Work request: Your task is to copy all of the entries exactly as they are given.

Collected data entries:

Start of Block

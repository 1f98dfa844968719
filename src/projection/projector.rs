//! Projector runtime
//!
//! Connects a projection handler to a persistent subscription and runs a
//! worker pool over the shared stream handle. Delivery is at-least-once:
//! a failed handler nacks and the log redelivers; handlers are
//! idempotent so re-application is safe.

use std::sync::Arc;

use async_trait::async_trait;
use tokio::task::JoinSet;
use tokio_util::sync::CancellationToken;

use crate::event_store::{
    EventStoreError, PersistentSubscription, SubscriptionClient, SubscriptionReply,
};
use crate::event_store::Event;

use super::error::ProjectionError;

/// Per-event-type mutations of one read model
#[async_trait]
pub trait ProjectionHandler: Send + Sync + 'static {
    /// Projection name for logs
    fn name(&self) -> &'static str;

    /// Persistent-subscription group this projection consumes through
    fn group(&self) -> &str;

    /// Apply one event to the read model
    async fn when(&self, event: &Event) -> Result<(), ProjectionError>;
}

/// Errors that terminate a projector
#[derive(Debug, thiserror::Error)]
pub enum ProjectorError {
    /// The server stopped delivering; the embedding service restarts
    #[error("subscription dropped: {0}")]
    SubscriptionDropped(String),

    #[error(transparent)]
    Store(#[from] EventStoreError),

    #[error("projection worker panicked: {0}")]
    Worker(String),
}

/// Runs one projection over a persistent subscription
pub struct Projector<H> {
    client: SubscriptionClient,
    handler: Arc<H>,
    stream_prefix: String,
    pool_size: usize,
}

impl<H: ProjectionHandler> Projector<H> {
    pub fn new(
        client: SubscriptionClient,
        handler: H,
        stream_prefix: impl Into<String>,
        pool_size: usize,
    ) -> Self {
        Self {
            client,
            handler: Arc::new(handler),
            stream_prefix: stream_prefix.into(),
            pool_size,
        }
    }

    /// Create the subscription group if needed, connect once, and run
    /// the worker pool until cancellation or the first worker error.
    ///
    /// The first non-cancel error cancels the sibling workers and is
    /// returned; the caller is expected to terminate and be restarted by
    /// its supervisor.
    pub async fn subscribe(&self, cancel: CancellationToken) -> Result<(), ProjectorError> {
        self.client
            .create_group(self.handler.group(), &self.stream_prefix)
            .await?;

        let subscription = Arc::new(self.client.connect(self.handler.group()).await?);

        tracing::info!(
            projection = self.handler.name(),
            group = self.handler.group(),
            workers = self.pool_size + 1,
            "projector subscribed"
        );

        let worker_cancel = cancel.child_token();
        let mut workers = JoinSet::new();
        for worker_id in 0..=self.pool_size {
            workers.spawn(process_events(
                Arc::clone(&subscription),
                Arc::clone(&self.handler),
                worker_cancel.clone(),
                worker_id,
            ));
        }

        let mut first_error = None;
        while let Some(joined) = workers.join_next().await {
            let result = joined.unwrap_or_else(|err| Err(ProjectorError::Worker(err.to_string())));
            if let Err(err) = result {
                if first_error.is_none() {
                    first_error = Some(err);
                    worker_cancel.cancel();
                }
            }
        }

        match first_error {
            Some(err) => Err(err),
            None => Ok(()),
        }
    }
}

/// Worker loop over the shared subscription handle
async fn process_events<H: ProjectionHandler>(
    subscription: Arc<PersistentSubscription>,
    handler: Arc<H>,
    cancel: CancellationToken,
    worker_id: usize,
) -> Result<(), ProjectorError> {
    loop {
        if cancel.is_cancelled() {
            return Ok(());
        }

        let reply = tokio::select! {
            _ = cancel.cancelled() => return Ok(()),
            reply = subscription.recv() => reply,
        };

        match reply {
            SubscriptionReply::Dropped(reason) => {
                return Err(ProjectorError::SubscriptionDropped(reason));
            }

            SubscriptionReply::EventAppeared(resolved) => {
                tracing::info!(
                    projection = handler.name(),
                    group = subscription.group(),
                    worker_id,
                    event_type = %resolved.event.event_type,
                    stream_id = %resolved.event.aggregate_id,
                    version = resolved.event.version,
                    "projection event"
                );

                match handler.when(&resolved.event).await {
                    Err(err) => {
                        subscription
                            .nack(&resolved, &err.to_string())
                            .await
                            .map_err(ProjectorError::Store)?;
                    }
                    Ok(()) => {
                        subscription
                            .ack(&resolved)
                            .await
                            .map_err(ProjectorError::Store)?;
                    }
                }
            }
        }
    }
}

End of Block

Output below:
repository 1f98dfa844968719
filename src/projection/projector.rs
//! Projector runtime
//!
//! Connects a projection handler to a persistent subscription and runs a
//! worker pool over the shared stream handle. Delivery is at-least-once:
//! a failed handler nacks and the log redelivers; handlers are
//! idempotent so re-application is safe.

use std::sync::Arc;

use async_trait::async_trait;
use tokio::task::JoinSet;
use tokio_util::sync::CancellationToken;

use crate::event_store::{
    EventStoreError, PersistentSubscription, SubscriptionClient, SubscriptionReply,
};
use crate::event_store::Event;

use super::error::ProjectionError;

/// Per-event-type mutations of one read model
#[async_trait]
pub trait ProjectionHandler: Send + Sync + 'static {
    /// Projection name for logs
    fn name(&self) -> &'static str;

    /// Persistent-subscription group this projection consumes through
    fn group(&self) -> &str;

    /// Apply one event to the read model
    async fn when(&self, event: &Event) -> Result<(), ProjectionError>;
}

/// Errors that terminate a projector
#[derive(Debug, thiserror::Error)]
pub enum ProjectorError {
    /// The server stopped delivering; the embedding service restarts
    #[error("subscription dropped: {0}")]
    SubscriptionDropped(String),

    #[error(transparent)]
    Store(#[from] EventStoreError),

    #[error("projection worker panicked: {0}")]
    Worker(String),
}

/// Runs one projection over a persistent subscription
pub struct Projector<H> {
    client: SubscriptionClient,
    handler: Arc<H>,
    stream_prefix: String,
    pool_size: usize,
}

impl<H: ProjectionHandler> Projector<H> {
    pub fn new(
        client: SubscriptionClient,
        handler: H,
        stream_prefix: impl Into<String>,
        pool_size: usize,
    ) -> Self {
        Self {
            client,
            handler: Arc::new(handler),
            stream_prefix: stream_prefix.into(),
            pool_size,
        }
    }

    /// Create the subscription group if needed, connect once, and run
    /// the worker pool until cancellation or the first worker error.
    ///
    /// The first non-cancel error cancels the sibling workers and is
    /// returned; the caller is expected to terminate and be restarted by
    /// its supervisor.
    pub async fn subscribe(&self, cancel: CancellationToken) -> Result<(), ProjectorError> {
        self.client
            .create_group(self.handler.group(), &self.stream_prefix)
            .await?;

        let subscription = Arc::new(self.client.connect(self.handler.group()).await?);

        tracing::info!(
            projection = self.handler.name(),
            group = self.handler.group(),
            workers = self.pool_size + 1,
            "projector subscribed"
        );

        let worker_cancel = cancel.child_token();
        let mut workers = JoinSet::new();
        for worker_id in 0..=self.pool_size {
            workers.spawn(process_events(
                Arc::clone(&subscription),
                Arc::clone(&self.handler),
                worker_cancel.clone(),
                worker_id,
            ));
        }

        let mut first_error = None;
        while let Some(joined) = workers.join_next().await {
            let result = joined.unwrap_or_else(|err| Err(ProjectorError::Worker(err.to_string())));
            if let Err(err) = result {
                if first_error.is_none() {
                    first_error = Some(err);
                    worker_cancel.cancel();
                }
            }
        }

        match first_error {
            Some(err) => Err(err),
            None => Ok(()),
        }
    }
}

/// Worker loop over the shared subscription handle
async fn process_events<H: ProjectionHandler>(
    subscription: Arc<PersistentSubscription>,
    handler: Arc<H>,
    cancel: CancellationToken,
    worker_id: usize,
) -> Result<(), ProjectorError> {
    loop {
        if cancel.is_cancelled() {
            return Ok(());
        }

        let reply = tokio::select! {
            _ = cancel.cancelled() => return Ok(()),
            reply = subscription.recv() => reply,
        };

        match reply {
            SubscriptionReply::Dropped(reason) => {
                return Err(ProjectorError::SubscriptionDropped(reason));
            }

            SubscriptionReply::EventAppeared(resolved) => {
                tracing::info!(
                    projection = handler.name(),
                    group = subscription.group(),
                    worker_id,
                    event_type = %resolved.event.event_type,
                    stream_id = %resolved.event.aggregate_id,
                    version = resolved.event.version,
                    "projection event"
                );

                match handler.when(&resolved.event).await {
                    Err(err) => {
                        subscription
                            .nack(&resolved, &err.to_string())
                            .await
                            .map_err(ProjectorError::Store)?;
                    }
                    Ok(()) => {
                        subscription
                            .ack(&resolved)
                            .await
                            .map_err(ProjectorError::Store)?;
                    }
                }
            }
        }
    }
}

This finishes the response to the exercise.